Interview with Lance Henriksen

Lance Henriksen is a Hollywood icon, with well over 150 films to his name, which exemplify the diversity of his talent. He is best known as the empathetic android ‘Bishop’ in Twentieth Century Fox’s 1986 release ALIENS, which celebrates its 25th anniversary this year. He has also played gunfighters and gangsters, an astronaut, a vampire, a sadistic monk, Charles Bronson and Abraham Lincoln. He’s mentored Tarzan, Evel Knievel and the Antichrist, and fought Terminators, Aliens, Predators, Pumpkinhead, Pinhead, Bigfoot, Superman, the Autobots, Mr. T., Jean-Claude Van Damme and Steven Seagal. He has worked with some of the most prominent directors in the motion picture industry, such as James Cameron, Steven Spielberg, Kathryn Bigelow, Sidney Lumet, Francois Truffaut, John Huston, Walter Hill, David Fincher, John Woo, Jim Jarmusch and Sam Raimi.

Most recently, Henriksen and Joseph Maddrey have penned the actor’s forthcoming biography, “Not Bad For A Human.” The book not only celebrates Henriksen’s screen persona, film by film, but also recounts the chaotic upbringing and early life experiences that shaped him — revealing the man behind the image. As Henriksen so candidly states, “This isn’t a book about me becoming an actor. It’s about all the people I’ve crossed paths with over the years who have helped me flourish in spite of the chaos of my early life. It’s about a lifelong process of becoming a human being. Movie Mikes was given a chance to chat with Lance about his work and also his biography

Mike Gencarelli: Tell us about what inspired you to write your biography “Not Bad For a Human” now?
Lance Henriksen: It is a case of saying “right now always happens eventually or sometime”.  It is not like a choice that I work up one morning and said I want to right a book.  It really had to do with Joe Maddrey.  I had narrated a project he wrote called “Nightmares in Red, White and Blue”, which was an anthology of horror films.  So him and I hit it off.  We stayed friends and started talking about other ideas.  I make pottery when I am not acting, so it was an idea of maybe doing a reality show traveling the world and meeting potters from all over the world and their crazy lives.  We just spoke about that and it never happened and doesn’t mean it won’t ever but the point is though we started really communicating.  He got the idea of doing a book.  My idea with him was if I can’t be honest and it isn’t coming alive on it own and we get half way through, I still wanted to reserve the right to throw it in the trash and forget about it.  Obviously though it didn’t happen that way and it turned out to be something that I think is really worthwhile.

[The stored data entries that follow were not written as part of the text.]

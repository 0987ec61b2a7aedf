//! Document workflows: upload, lookup, update, soft delete, viewing,
//! watermarked download and bookmarks.

use serde::Serialize;
use std::sync::Arc;
use tracing::{debug, info, warn};

use crate::catalog::{
    Bookmark, BookmarkStore, DocumentCatalog, DocumentRecord, DocumentSummary, NewDocument,
    PDF_CONTENT_TYPE, UploadRequest,
};
use crate::config::AppConfig;
use crate::error::{Error, Result};
use crate::pdf;
use crate::storage::{BlobStore, FsBlobStore};

/// A file received from a client
#[derive(Debug, Clone)]
pub struct UploadedFile {
    /// Client supplied filename
    pub filename: String,
    /// Declared MIME type
    pub content_type: Option<String>,
    pub bytes: Vec<u8>,
}

/// Result of a successful upload
#[derive(Debug, Clone, PartialEq, Eq, Serialize)]
#[serde(rename_all = "camelCase")]
pub struct UploadResponse {
    pub document_id: u64,
    pub filename: String,
    pub file_size: u64,
    pub page_count: u32,
    pub message: String,
}

/// Orchestrates catalog, blob store and watermark engine
#[derive(Clone)]
pub struct DocumentService {
    catalog: DocumentCatalog,
    bookmarks: BookmarkStore,
    blobs: Arc<dyn BlobStore>,
    max_file_size: u64,
}

impl DocumentService {
    pub fn new(catalog: DocumentCatalog, blobs: Arc<dyn BlobStore>, max_file_size: u64) -> Result<Self> {
        let bookmarks = catalog.bookmarks()?;
        Ok(Self {
            catalog,
            bookmarks,
            blobs,
            max_file_size,
        })
    }

    /// Build the service from configuration: filesystem blobs and an on-disk catalog.
    pub fn from_config(config: &AppConfig) -> Result<Self> {
        let blobs = FsBlobStore::new(&config.storage.upload_dir)?;
        let catalog = DocumentCatalog::open(config.catalog.resolved_path())?;
        Self::new(catalog, Arc::new(blobs), config.storage.max_file_size)
    }

    // =========================================================================
    // Documents
    // =========================================================================

    /// Validate, store and catalogue an uploaded PDF.
    ///
    /// A blank title falls back to the filename without its `.pdf` suffix.
    /// If the catalog write fails the stored blob is removed again.
    pub async fn upload(&self, file: UploadedFile, mut request: UploadRequest) -> Result<UploadResponse> {
        info!("Uploading document: {}", file.filename);
        self.validate_file(&file)?;

        if request.title.trim().is_empty() {
            request.title = title_from_filename(&file.filename);
        }
        request.validate()?;

        let UploadedFile { filename, bytes, .. } = file;
        let file_size = bytes.len() as u64;
        let checksum = format!("{:x}", md5::compute(&bytes));

        let (page_count, bytes) = tokio::task::spawn_blocking(move || (pdf::page_count(&bytes), bytes))
            .await
            .map_err(|e| Error::Storage(format!("Page counting task failed: {e}")))?;

        let stored_name = self.blobs.store(&bytes, &filename).await?;

        let created_by = request.created_by_or_default();
        let new = NewDocument {
            title: request.title,
            filename: filename.clone(),
            file_path: stored_name.clone(),
            file_size,
            page_count,
            product_code: request.product_code,
            edition: request.edition,
            publication_date: request.publication_date,
            notes: request.notes,
            content_type: PDF_CONTENT_TYPE.to_string(),
            checksum,
            created_by,
        };

        let record = match self.catalog.save(new) {
            Ok(record) => record,
            Err(e) => {
                if let Err(cleanup) = self.blobs.delete(&stored_name).await {
                    warn!("Failed to remove orphaned file {}: {}", stored_name, cleanup);
                }
                return Err(e);
            }
        };

        info!(
            "Uploaded document {} ({}, {} pages)",
            record.id,
            crate::util::readable_file_size(file_size),
            page_count
        );

        Ok(UploadResponse {
            document_id: record.id,
            filename,
            file_size,
            page_count,
            message: "File uploaded successfully".to_string(),
        })
    }

    fn validate_file(&self, file: &UploadedFile) -> Result<()> {
        if file.bytes.is_empty() {
            return Err(Error::EmptyUpload);
        }

        let content_type = file.content_type.as_deref().unwrap_or_default();
        if content_type != PDF_CONTENT_TYPE {
            return Err(Error::UnsupportedMediaType(if content_type.is_empty() {
                "no content type".to_string()
            } else {
                content_type.to_string()
            }));
        }

        let size = file.bytes.len() as u64;
        if size > self.max_file_size {
            return Err(Error::PayloadTooLarge {
                size,
                limit: self.max_file_size,
            });
        }

        Ok(())
    }

    /// All active documents, newest first
    pub fn list(&self) -> Result<Vec<DocumentSummary>> {
        Ok(summaries(self.catalog.list_active()?))
    }

    /// One active document
    pub fn get(&self, id: u64) -> Result<DocumentSummary> {
        self.active_record(id).map(DocumentSummary::from)
    }

    /// Keyword search; a blank query lists everything
    pub fn search(&self, query: &str) -> Result<Vec<DocumentSummary>> {
        debug!("Searching documents for '{}'", query);
        Ok(summaries(self.catalog.search(query)?))
    }

    pub fn find_by_product_code(&self, code: &str) -> Result<Vec<DocumentSummary>> {
        Ok(summaries(self.catalog.find_by_product_code(code)?))
    }

    pub fn find_by_edition(&self, edition: &str) -> Result<Vec<DocumentSummary>> {
        Ok(summaries(self.catalog.find_by_edition(edition)?))
    }

    /// Replace a document's editable metadata
    pub fn update(&self, id: u64, request: &UploadRequest) -> Result<DocumentSummary> {
        request.validate()?;
        self.catalog.update(id, request).map(DocumentSummary::from)
    }

    /// Number of active documents
    pub fn count(&self) -> Result<u64> {
        self.catalog.count()
    }

    /// Soft-delete a document and remove its file.
    ///
    /// Returns `false` when there was no active document with this id. A
    /// failure to remove the file is logged, not returned.
    pub async fn delete(&self, id: u64) -> Result<bool> {
        let Some(record) = self.catalog.soft_delete(id)? else {
            warn!("Document not found for deletion with id {}", id);
            return Ok(false);
        };

        if let Err(e) = self.blobs.delete(&record.file_path).await {
            warn!("Failed to delete file from storage: {}", e);
        }

        Ok(true)
    }

    /// Original bytes of an active document
    pub async fn view(&self, id: u64) -> Result<(DocumentRecord, Vec<u8>)> {
        let record = self.active_record(id)?;
        let bytes = self.blobs.load(&record.file_path).await?;
        Ok((record, bytes))
    }

    /// Watermarked copy of an active document, labelled with its title
    pub async fn download_watermarked(&self, id: u64) -> Result<(DocumentRecord, Vec<u8>)> {
        let (record, bytes) = self.view(id).await?;
        let label = record.title.clone();

        let watermarked = tokio::task::spawn_blocking(move || pdf::apply_watermark(&bytes, &label))
            .await
            .map_err(|e| Error::RenderFailure(format!("Watermark task failed: {e}")))??;

        info!("Prepared watermarked download of document {}", id);
        Ok((record, watermarked))
    }

    fn active_record(&self, id: u64) -> Result<DocumentRecord> {
        self.catalog.find_by_id(id)?.ok_or(Error::NotFound(id))
    }

    // =========================================================================
    // Bookmarks
    // =========================================================================

    /// Set the user's bookmark for a document (page defaults to 1, name to "Page N").
    pub fn add_bookmark(
        &self,
        document_id: u64,
        user_id: &str,
        page: Option<u32>,
        name: Option<&str>,
    ) -> Result<Bookmark> {
        let record = self.active_record(document_id)?;

        let page = page.unwrap_or(1);
        if page == 0 || (record.page_count > 0 && page > record.page_count) {
            return Err(Error::validation(
                "page",
                format!("must be between 1 and {}", record.page_count.max(1)),
            ));
        }

        let name = name
            .map(str::trim)
            .filter(|n| !n.is_empty())
            .map_or_else(|| format!("Page {page}"), str::to_string);

        let bookmark = self.bookmarks.upsert(user_id, document_id, page, &name)?;
        debug!("Bookmark for {} on document {} at page {}", user_id, document_id, page);
        Ok(bookmark)
    }

    /// The user's bookmarks on active documents, most recent first
    pub fn user_bookmarks(&self, user_id: &str) -> Result<Vec<Bookmark>> {
        let mut bookmarks = Vec::new();
        for bookmark in self.bookmarks.list_for_user(user_id)? {
            if self.catalog.find_by_id(bookmark.document_id)?.is_some() {
                bookmarks.push(bookmark);
            }
        }
        Ok(bookmarks)
    }

    /// The user's bookmark for one active document
    pub fn bookmark_for(&self, user_id: &str, document_id: u64) -> Result<Bookmark> {
        self.active_record(document_id)?;
        self.bookmarks
            .find(user_id, document_id)?
            .ok_or(Error::BookmarkNotFound { document_id })
    }

    /// Remove the user's bookmark for a document
    pub fn remove_bookmark(&self, user_id: &str, document_id: u64) -> Result<bool> {
        self.bookmarks.remove(user_id, document_id)
    }
}

/// Default title for an upload: the filename without a trailing `.pdf`.
pub fn title_from_filename(filename: &str) -> String {
    let name = filename.rsplit(['/', '\\']).next().unwrap_or(filename);
    let stem = name
        .len()
        .checked_sub(4)
        .filter(|&cut| name.is_char_boundary(cut) && name[cut..].eq_ignore_ascii_case(".pdf"))
        .map_or(name, |cut| &name[..cut]);
    stem.to_string()
}

fn summaries(records: Vec<DocumentRecord>) -> Vec<DocumentSummary> {
    records.into_iter().map(DocumentSummary::from).collect()
}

MG: What was the most challenging part of the writing process?
LH: Being honest, really…and knowing what parts I didn’t want to talk about that came up.  I don’t have any access to grind about anybody.  Any bad situation is also a learning situation, so it doesn’t affect it in that way.  I don’t think that anything in my life wasn’t a learning experience and that is what I am in this for.

MG: Tell us about the original artwork that is featured in the book?
LH: That was again Joe’s idea.  We were going to use photographs from movies, which I hate.  They are all promotional stuff that everyone has seen already and its the same shit.  So I was going to go with none but Joe worked with Steve Niles on a television show.  He told me “Lance, I got an idea and I am not sure if you are going to like it or not”.  Then Bill Sienkiewicz sent a drawing over and it was just amazing.  I said to Joe that it was a stroke of genius because I really wanted the book to be accessible.  It is not an ego trip, it is another kind of book.  So having that would make it accessible especially for the different kinds of fan bases from sci-fi to horror to westerns.  It really took a life of its own.  Niles then went to all of these incredible artists and they all said “yes”.  I was really honored and humbled.  They did such beautiful work.  Those are in the limited edition of the book and the only other pictures that are going to be in the mass release book are pictures that happened on set with friends and are not publicity shots.  Again it is just more accessible stuff.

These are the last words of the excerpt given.